In molti casi, i cosiddetti strumenti di trasparenza supportano soprattutto strategie di marketing e hanno lo scopo di comunicare un’immagine positiva del gruppo mediatico. E’ il confronto con gli altri concorrenti a motivare la loro applicazione e a promuovere ad esempio in tutti i paesi esaminati il collegamento ai social media quale prerogativa standard. Solo il notiziario lettone Latvijas Neatkarīgā Televīzija e il settimanale ungherese di economia Heti Világgazdasá non usano i social media. Ma in nessuna delle pagine web analizzate si trovano le rispettive linee guida relative all’impiego dei social media, cosa che invece rappresenterebbe un significativo criterio di trasparenza.
Solo in pochi casi è possibile usufruire di istituzioni quali il comitato dei lettori, è il caso del Bild tedesco e dell’ Audience Council dell’emittente pubblica RTÈ.
Così come non è una pratica diffusa mettere in webcast la riunione di redazione cosa che in Italia però da qualche tempo sta facendo Repubblica.it.
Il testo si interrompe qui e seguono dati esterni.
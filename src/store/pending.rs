// ABOUTME: In-memory store for pending local-approval authorization requests
// ABOUTME: LRU cache with TTL, compare-and-set status transitions, background cleanup
//
// SPDX-License-Identifier: MIT OR Apache-2.0
// Copyright (c) 2025 Fiscus

use crate::constants::lifetimes::PENDING_REQUEST_MINUTES;
use crate::errors::{BrokerError, BrokerResult, ErrorKind};
use crate::models::{PendingAuthorizationRequest, PendingStatus};
use chrono::{Duration as ChronoDuration, Utc};
use lru::LruCache;
use std::num::NonZeroUsize;
use std::sync::Arc;
use std::time::Duration;
use tokio::sync::RwLock;
use uuid::Uuid;

const MAX_PENDING_REQUESTS: usize = 10_000;

/// Parameters captured when an authorization request enters the approval
/// queue.
#[derive(Debug, Clone)]
pub struct PendingRequestParams {
    pub client_id: String,
    pub redirect_uri: String,
    pub scope: String,
    pub client_state: Option<String>,
    pub code_challenge: String,
    pub code_challenge_method: String,
    pub resource: Option<String>,
}

/// Store of in-flight authorization requests awaiting approval or denial.
///
/// Requests are short-lived and never survive a restart, so they live in
/// memory rather than SQLite.
#[derive(Clone)]
pub struct PendingRequestStore {
    requests: Arc<RwLock<LruCache<String, PendingAuthorizationRequest>>>,
}

impl Default for PendingRequestStore {
    fn default() -> Self {
        Self::new()
    }
}

impl PendingRequestStore {
    #[must_use]
    pub fn new() -> Self {
        let capacity = NonZeroUsize::new(MAX_PENDING_REQUESTS)
            .unwrap_or(NonZeroUsize::MIN);
        Self {
            requests: Arc::new(RwLock::new(LruCache::new(capacity))),
        }
    }

    /// Record a new pending request and return it.
    pub async fn create(&self, params: PendingRequestParams) -> PendingAuthorizationRequest {
        let now = Utc::now();
        let request = PendingAuthorizationRequest {
            request_id: Uuid::new_v4().to_string(),
            client_id: params.client_id,
            redirect_uri: params.redirect_uri,
            scope: params.scope,
            client_state: params.client_state,
            code_challenge: params.code_challenge,
            code_challenge_method: params.code_challenge_method,
            resource: params.resource,
            status: PendingStatus::Pending,
            created_at: now,
            expires_at: now + ChronoDuration::minutes(PENDING_REQUEST_MINUTES),
        };

        let mut requests = self.requests.write().await;
        requests.put(request.request_id.clone(), request.clone());
        request
    }

    /// Fetch a request by id.
    ///
    /// # Errors
    /// Fails with `RequestNotFound` for unknown ids and `RequestExpired`
    /// past the TTL (the entry is dropped on that read).
    pub async fn get(&self, request_id: &str) -> BrokerResult<PendingAuthorizationRequest> {
        let mut requests = self.requests.write().await;

        let Some(request) = requests.get(request_id) else {
            return Err(BrokerError::new(
                ErrorKind::RequestNotFound,
                "authorization request not found",
            ));
        };

        if request.expires_at <= Utc::now() {
            requests.pop(request_id);
            return Err(BrokerError::new(
                ErrorKind::RequestExpired,
                "authorization request has expired",
            ));
        }

        Ok(request.clone())
    }

    /// Transition a pending request to a terminal status.
    ///
    /// The check and the write happen under one write lock, so concurrent
    /// approve/deny calls race safely: exactly one wins.
    ///
    /// # Errors
    /// Fails with `RequestNotFound`, `RequestExpired`, or
    /// `RequestAlreadyProcessed` when the request is not in `Pending`.
    pub async fn transition(
        &self,
        request_id: &str,
        status: PendingStatus,
    ) -> BrokerResult<PendingAuthorizationRequest> {
        debug_assert_ne!(status, PendingStatus::Pending);

        let mut requests = self.requests.write().await;

        let Some(request) = requests.get_mut(request_id) else {
            return Err(BrokerError::new(
                ErrorKind::RequestNotFound,
                "authorization request not found",
            ));
        };

        if request.expires_at <= Utc::now() {
            requests.pop(request_id);
            return Err(BrokerError::new(
                ErrorKind::RequestExpired,
                "authorization request has expired",
            ));
        }

        if request.status != PendingStatus::Pending {
            return Err(BrokerError::new(
                ErrorKind::RequestAlreadyProcessed,
                "authorization request was already approved or denied",
            ));
        }

        request.status = status;
        Ok(request.clone())
    }

    /// Force a request into `Denied` regardless of current status. Used to
    /// roll back an approval whose code issuance failed.
    pub async fn revert_to_denied(&self, request_id: &str) {
        let mut requests = self.requests.write().await;
        if let Some(request) = requests.get_mut(request_id) {
            request.status = PendingStatus::Denied;
        }
    }

    /// Drop expired entries.
    pub async fn cleanup_expired(&self) -> usize {
        let now = Utc::now();
        let mut requests = self.requests.write().await;

        let expired: Vec<String> = requests
            .iter()
            .filter(|(_, r)| r.expires_at <= now)
            .map(|(id, _)| id.clone())
            .collect();

        for id in &expired {
            requests.pop(id);
        }

        expired.len()
    }

    /// Spawn the periodic cleanup task.
    pub fn spawn_cleanup(&self, interval: Duration) -> tokio::task::JoinHandle<()> {
        let store = self.clone();
        tokio::spawn(async move {
            let mut ticker = tokio::time::interval(interval);
            ticker.set_missed_tick_behavior(tokio::time::MissedTickBehavior::Skip);
            loop {
                ticker.tick().await;
                let removed = store.cleanup_expired().await;
                if removed > 0 {
                    tracing::debug!(removed, "dropped expired authorization requests");
                }
            }
        })
    }
}
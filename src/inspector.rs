//! Process enumeration and snapshotting.

use std::ffi::OsStr;
use std::time::{Duration, SystemTime, UNIX_EPOCH};

use serde::Serialize;
use sysinfo::{ProcessRefreshKind, ProcessStatus, ProcessesToUpdate, System};

use crate::error::WatchError;

/// Point-in-time view of one matching process. All fields come from a single
/// refresh, discarded after the cycle that read it.
#[derive(Debug, Clone, Serialize)]
pub struct ProcessSnapshot {
    pub pid: u32,
    pub name: String,
    /// Seconds since the Unix epoch at which the process started.
    pub start_time_secs: u64,
    /// Elapsed runtime in seconds, floored at zero under clock skew.
    pub run_time_secs: u64,
    pub status: String,
    /// False for zombie/dead processes; there is no portable equivalent of a
    /// UI responsiveness probe.
    pub responding: bool,
    pub memory_bytes: u64,
    pub virtual_memory_bytes: u64,
    /// Accumulated user + kernel CPU time, in milliseconds.
    pub cpu_time_ms: u64,
}

impl ProcessSnapshot {
    pub fn runtime(&self) -> Duration {
        Duration::from_secs(self.run_time_secs)
    }

    pub fn runtime_minutes(&self) -> f64 {
        self.run_time_secs as f64 / 60.0
    }
}

/// Enumerates processes by exact name. Zero matches is a normal outcome and
/// yields an empty vec, never an error.
pub trait Inspect {
    fn list_by_name(&mut self, name: &str) -> Vec<ProcessSnapshot>;
}

/// `sysinfo`-backed inspector.
pub struct SysInspector {
    sys: System,
}

impl SysInspector {
    pub fn new() -> Self {
        Self { sys: System::new() }
    }
}

impl Default for SysInspector {
    fn default() -> Self {
        Self::new()
    }
}

impl Inspect for SysInspector {
    fn list_by_name(&mut self, name: &str) -> Vec<ProcessSnapshot> {
        self.sys.refresh_processes_specifics(
            ProcessesToUpdate::All,
            true,
            ProcessRefreshKind::everything(),
        );

        let now_epoch_secs = SystemTime::now()
            .duration_since(UNIX_EPOCH)
            .map(|d| d.as_secs())
            .unwrap_or(0);

        let pids: Vec<sysinfo::Pid> = self
            .sys
            .processes_by_exact_name(OsStr::new(name))
            .map(|p| p.pid())
            .collect();

        let mut snapshots = Vec::with_capacity(pids.len());
        for pid in pids {
            match self.sys.process(pid) {
                Some(process) => {
                    let status = process.status();
                    snapshots.push(ProcessSnapshot {
                        pid: pid.as_u32(),
                        name: process.name().to_string_lossy().to_string(),
                        start_time_secs: process.start_time(),
                        run_time_secs: runtime_secs(now_epoch_secs, process.start_time()),
                        status: status.to_string(),
                        responding: !matches!(
                            status,
                            ProcessStatus::Zombie | ProcessStatus::Dead
                        ),
                        memory_bytes: process.memory(),
                        virtual_memory_bytes: process.virtual_memory(),
                        cpu_time_ms: process.accumulated_cpu_time(),
                    });
                }
                // Lost the race against process exit; skip this one and keep
                // going with the rest of the cycle.
                None => {
                    log::debug!("{}", WatchError::ProcessVanished(pid.as_u32()));
                }
            }
        }
        snapshots
    }
}

/// Elapsed seconds between process start and now. An OS clock stepping
/// backwards would make this negative, so it is floored at zero instead.
pub(crate) fn runtime_secs(now_epoch_secs: u64, start_epoch_secs: u64) -> u64 {
    now_epoch_secs.saturating_sub(start_epoch_secs)
}
//! Watchdog configuration.
//!
//! All parameters are supplied once at startup and passed explicitly into
//! each scheduler/cycle invocation; nothing here is global or mutated after
//! `build()`.

use std::path::PathBuf;
use std::time::Duration;

use crate::error::{Result, WatchError};

/// The process name being watched and the lifetime it must not exceed.
#[derive(Debug, Clone)]
pub struct WatchTarget {
    /// Exact process name to match during enumeration.
    pub process_name: String,
    /// Maximum permitted elapsed runtime, in whole minutes. A process is
    /// killed only when its runtime strictly exceeds this value.
    pub max_lifetime_mins: u64,
}

impl WatchTarget {
    pub fn new(process_name: impl Into<String>, max_lifetime_mins: u64) -> Self {
        Self {
            process_name: process_name.into(),
            max_lifetime_mins,
        }
    }
}

/// Full watchdog configuration: the target plus scheduling and output knobs.
#[derive(Debug, Clone)]
pub struct WatchConfig {
    pub target: WatchTarget,
    /// Period between the start of one check and the next.
    pub check_interval: Duration,
    /// How often the scheduler and the exit-key listener look at the cancel
    /// flag while waiting. Bounds shutdown latency, nothing else.
    pub cancel_poll_interval: Duration,
    /// Where kill records are appended.
    pub log_path: PathBuf,
    /// Key that requests shutdown when pressed on the controlling terminal.
    pub exit_key: char,
}

impl WatchConfig {
    pub fn builder() -> WatchConfigBuilder {
        WatchConfigBuilder::default()
    }

    pub fn validate(&self) -> Result<()> {
        if self.target.process_name.is_empty() {
            return Err(WatchError::InvalidConfiguration(
                "process name cannot be empty".to_string(),
            ));
        }
        if self.check_interval.is_zero() {
            return Err(WatchError::InvalidConfiguration(
                "check interval must be positive".to_string(),
            ));
        }
        if self.cancel_poll_interval.is_zero() {
            return Err(WatchError::InvalidConfiguration(
                "cancel poll interval must be positive".to_string(),
            ));
        }
        Ok(())
    }
}

/// Builder for `WatchConfig`.
#[derive(Debug, Clone)]
pub struct WatchConfigBuilder {
    process_name: String,
    max_lifetime_mins: u64,
    check_interval: Duration,
    cancel_poll_interval: Duration,
    log_path: PathBuf,
    exit_key: char,
}

impl Default for WatchConfigBuilder {
    fn default() -> Self {
        Self {
            process_name: String::new(),
            max_lifetime_mins: 0,
            check_interval: Duration::from_secs(60),
            cancel_poll_interval: Duration::from_millis(50),
            log_path: PathBuf::from("logs.txt"),
            exit_key: 'q',
        }
    }
}

impl WatchConfigBuilder {
    pub fn process_name(mut self, name: impl Into<String>) -> Self {
        self.process_name = name.into();
        self
    }

    pub fn max_lifetime_mins(mut self, mins: u64) -> Self {
        self.max_lifetime_mins = mins;
        self
    }

    pub fn check_interval_mins(mut self, mins: u64) -> Self {
        self.check_interval = Duration::from_secs(mins * 60);
        self
    }

    pub fn check_interval(mut self, interval: Duration) -> Self {
        self.check_interval = interval;
        self
    }

    pub fn cancel_poll_interval(mut self, interval: Duration) -> Self {
        self.cancel_poll_interval = interval;
        self
    }

    pub fn log_path(mut self, path: impl Into<PathBuf>) -> Self {
        self.log_path = path.into();
        self
    }

    pub fn exit_key(mut self, key: char) -> Self {
        self.exit_key = key;
        self
    }

    pub fn build(self) -> Result<WatchConfig> {
        let config = WatchConfig {
            target: WatchTarget::new(self.process_name, self.max_lifetime_mins),
            check_interval: self.check_interval,
            cancel_poll_interval: self.cancel_poll_interval,
            log_path: self.log_path,
            exit_key: self.exit_key,
        };
        config.validate()?;
        Ok(config)
    }
}
//! Append-only log sink.

use std::fs::OpenOptions;
use std::io::Write;
use std::path::PathBuf;

use crate::error::{Result, WatchError};

/// Destination for rendered kill records. Callers guarantee at most one
/// in-flight `append` at a time; the sink does not serialize concurrent
/// writers itself.
pub trait LogSink {
    fn append(&mut self, text: &str) -> Result<()>;
}

/// File-backed sink. The file is opened, written, and closed on every call,
/// so a handle is never held across cycles and close happens on every exit
/// path via drop.
pub struct FileLogSink {
    path: PathBuf,
}

impl FileLogSink {
    pub fn new(path: impl Into<PathBuf>) -> Self {
        Self { path: path.into() }
    }

    pub fn path(&self) -> &PathBuf {
        &self.path
    }
}

impl LogSink for FileLogSink {
    fn append(&mut self, text: &str) -> Result<()> {
        let mut file = OpenOptions::new()
            .create(true)
            .append(true)
            .open(&self.path)
            .map_err(WatchError::LogWriteFailed)?;
        file.write_all(text.as_bytes())
            .map_err(WatchError::LogWriteFailed)
    }
}
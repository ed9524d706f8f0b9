//! preap — a process lifetime watchdog.
//!
//! Periodically scans the host for processes matching a configured name,
//! kills any match whose runtime exceeds the configured lifetime, and
//! appends one textual record per kill to a log file.

pub mod config;
pub mod cycle;
pub mod error;
pub mod inspector;
pub mod record;
pub mod scheduler;
pub mod sink;
pub mod terminator;

pub use config::{WatchConfig, WatchConfigBuilder, WatchTarget};
pub use cycle::{CycleResult, MonitorCycle};
pub use error::{Result, WatchError};
pub use inspector::{Inspect, ProcessSnapshot, SysInspector};
pub use record::KillRecord;
pub use scheduler::{spawn_exit_key_listener, ScheduleSummary, Scheduler};
pub use sink::{FileLogSink, LogSink};
pub use terminator::{SysTerminator, Terminate};
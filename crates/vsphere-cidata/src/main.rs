use std::path::{Path, PathBuf};
use std::process::ExitCode;
use std::sync::Arc;

use clap::{Parser, Subcommand};
use tracing_subscriber::EnvFilter;
use vsphere_provision::ConnectionConfig;
use vsphere_provision::cidata::ImageBuilder;
use vsphere_provision::transport::UserdataTransport;

/// Build cloud-init userdata ISOs and manage them on a vSphere datastore.
///
/// Datastore commands read `VSPHERE_*` connection settings from the
/// environment or a `.env` file.
#[derive(Debug, Parser)]
#[command(name = "vsphere-cidata", version)]
struct Cli {
    #[command(subcommand)]
    command: Command,
}

#[derive(Debug, Subcommand)]
enum Command {
    /// Build the ISO for a machine and keep it locally.
    Build {
        #[arg(long)]
        name: String,
        /// File holding the userdata.
        #[arg(long)]
        userdata: PathBuf,
        /// Directory the ISO is written to.
        #[arg(long, default_value = ".")]
        out: PathBuf,
    },
    /// Build the ISO for a machine and upload it to the datastore.
    Upload {
        #[arg(long)]
        name: String,
        #[arg(long)]
        userdata: PathBuf,
    },
    /// Delete a machine's ISO from the datastore.
    Remove {
        #[arg(long)]
        name: String,
    },
}

#[derive(Debug, thiserror::Error)]
enum CliError {
    #[error("failed to read userdata from {path}: {source}")]
    ReadUserdata {
        path: PathBuf,
        source: std::io::Error,
    },

    #[error(transparent)]
    Provision(#[from] vsphere_provision::Error),
}

async fn read_userdata(path: &Path) -> Result<String, CliError> {
    tokio::fs::read_to_string(path)
        .await
        .map_err(|source| CliError::ReadUserdata {
            path: path.to_path_buf(),
            source,
        })
}

fn transport() -> Result<UserdataTransport, CliError> {
    let config = ConnectionConfig::from_env()?;
    Ok(UserdataTransport::new(Arc::new(config.datastore_client()?)))
}

async fn run(cli: Cli) -> Result<(), CliError> {
    match cli.command {
        Command::Build {
            name,
            userdata,
            out,
        } => {
            let userdata = read_userdata(&userdata).await?;
            let path = ImageBuilder::new(out).build(&userdata, &name).await?.keep();
            tracing::info!(vm = %name, path = %path.display(), "built userdata iso");
            println!("{}", path.display());
        }
        Command::Upload { name, userdata } => {
            let transport = transport()?;
            let userdata = read_userdata(&userdata).await?;
            let image = ImageBuilder::default().build(&userdata, &name).await?;
            let path = transport.upload(image.path(), &name).await?;
            println!("{path}");
        }
        Command::Remove { name } => {
            transport()?.remove(&name).await?;
        }
    }
    Ok(())
}

#[tokio::main]
async fn main() -> ExitCode {
    // Load .env if present
    let _ = dotenvy::dotenv();

    tracing_subscriber::fmt()
        .with_env_filter(EnvFilter::try_from_default_env().unwrap_or_else(|_| "info".into()))
        .init();

    match run(Cli::parse()).await {
        Ok(()) => ExitCode::SUCCESS,
        Err(e) => {
            tracing::error!(error = %e, "command failed");
            ExitCode::FAILURE
        }
    }
}
use std::collections::BTreeSet;
use std::env;

use serde::Deserialize;

use crate::{Error, Result};

fn required(name: &str) -> Result<String> {
    env::var(name).map_err(|_| Error::Config(format!("{name} must be set")))
}

fn parsed<T: std::str::FromStr>(name: &str) -> Result<Option<T>> {
    match env::var(name) {
        Ok(raw) if !raw.trim().is_empty() => raw
            .trim()
            .parse()
            .map(Some)
            .map_err(|_| Error::Config(format!("{name} has an invalid value: {raw}"))),
        _ => Ok(None),
    }
}

/// Where to reach vCenter and which datacenter/datastore to work in.
#[derive(Debug, Clone, Deserialize)]
pub struct ConnectionConfig {
    pub url: String,
    pub username: String,
    pub password: String,
    pub datacenter: String,
    pub datastore: String,
    #[serde(default)]
    pub allow_insecure: bool,
}

impl ConnectionConfig {
    /// Create from env vars:
    ///
    /// - `VSPHERE_URL`, `VSPHERE_USERNAME`, `VSPHERE_PASSWORD` (required)
    /// - `VSPHERE_DATACENTER` (required)
    /// - `VSPHERE_DATASTORE` (required)
    /// - `VSPHERE_ALLOW_INSECURE` (default: `false`)
    pub fn from_env() -> Result<Self> {
        dotenvy::dotenv().ok();

        Ok(Self {
            url: required("VSPHERE_URL")?,
            username: required("VSPHERE_USERNAME")?,
            password: required("VSPHERE_PASSWORD")?,
            datacenter: required("VSPHERE_DATACENTER")?,
            datastore: required("VSPHERE_DATASTORE")?,
            allow_insecure: parsed("VSPHERE_ALLOW_INSECURE")?.unwrap_or(false),
        })
    }

    pub fn datastore_client(&self) -> Result<vsphere_api::DatastoreClient> {
        let client = if self.allow_insecure {
            vsphere_api::DatastoreClient::insecure(&self.url, &self.datacenter, &self.datastore)
                .map_err(|e| Error::Config(format!("building http client: {e}")))?
        } else {
            vsphere_api::DatastoreClient::new(&self.url, &self.datacenter, &self.datastore)
        };
        Ok(client.with_credentials(&self.username, &self.password))
    }
}

/// Per-machine clone parameters.
#[derive(Debug, Clone, Deserialize)]
pub struct ProvisionConfig {
    pub template_vm_name: String,
    pub folder: String,
    pub cpus: i32,
    pub memory_mb: i64,
    #[serde(default)]
    pub disk_size_gb: Option<i64>,
    #[serde(default)]
    pub vm_net_name: Option<String>,
    #[serde(default)]
    pub networks: Vec<String>,
}

impl ProvisionConfig {
    /// Create from env vars:
    ///
    /// - `VSPHERE_TEMPLATE_VM`, `VSPHERE_FOLDER` (required)
    /// - `VSPHERE_CPUS` (default: `2`), `VSPHERE_MEMORY_MB` (default: `2048`)
    /// - `VSPHERE_DISK_SIZE_GB` (optional)
    /// - `VSPHERE_VM_NET_NAME` (optional)
    /// - `VSPHERE_NETWORKS` (comma-separated names, optional)
    pub fn from_env() -> Result<Self> {
        dotenvy::dotenv().ok();

        let networks = env::var("VSPHERE_NETWORKS")
            .unwrap_or_default()
            .split(',')
            .map(|s| s.trim().to_string())
            .filter(|s| !s.is_empty())
            .collect();

        Ok(Self {
            template_vm_name: required("VSPHERE_TEMPLATE_VM")?,
            folder: required("VSPHERE_FOLDER")?,
            cpus: parsed("VSPHERE_CPUS")?.unwrap_or(2),
            memory_mb: parsed("VSPHERE_MEMORY_MB")?.unwrap_or(2048),
            disk_size_gb: parsed("VSPHERE_DISK_SIZE_GB")?,
            vm_net_name: env::var("VSPHERE_VM_NET_NAME")
                .ok()
                .filter(|s| !s.trim().is_empty()),
            networks,
        })
    }

    /// The named network and the extra networks, de-duplicated and sorted.
    pub fn network_names(&self) -> Vec<String> {
        self.networks
            .iter()
            .chain(self.vm_net_name.iter())
            .filter(|name| !name.is_empty())
            .cloned()
            .collect::<BTreeSet<_>>()
            .into_iter()
            .collect()
    }
}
Nel Bild la pubblicazione saltuaria della critica di personaggi importanti è stata sospesa, e lo stesso destino è toccato ai webcast dei meeting redazionali del notiziario svedese Aktuellt.
La gestione dei blog non richiede ingenti risorse economiche ma un grande impegno in termini di tempo. Solo pochi media illustrano le scelte redazionali all’interno dei blog, come ad esempio il notiziario Tagesschau o il quotidiano russo Nowaja Gaseta. In numerosi siti dei media analizzati i blog sono gestiti dai membri della redazione, che tuttavia non offrono maggiori informazioni sul contesto delle notizie e si limitano a una mera esposizione dei fatti; per il resto si tratta per lo più di blog su temi nei cui confronti gli autori sembrano avere un particolare interesse. Solo in casi sporadici i blog sono caratterizzati dalla presenza di mediatori, un esempio è l’ombudsman del quotidiano portoghese Público, José Queiros; in questi contesti i redattori rispondono ai quesiti dei lettori palesando i metodi e le fasi di ricerca delle informazioni e delineando le scelte giornalistiche.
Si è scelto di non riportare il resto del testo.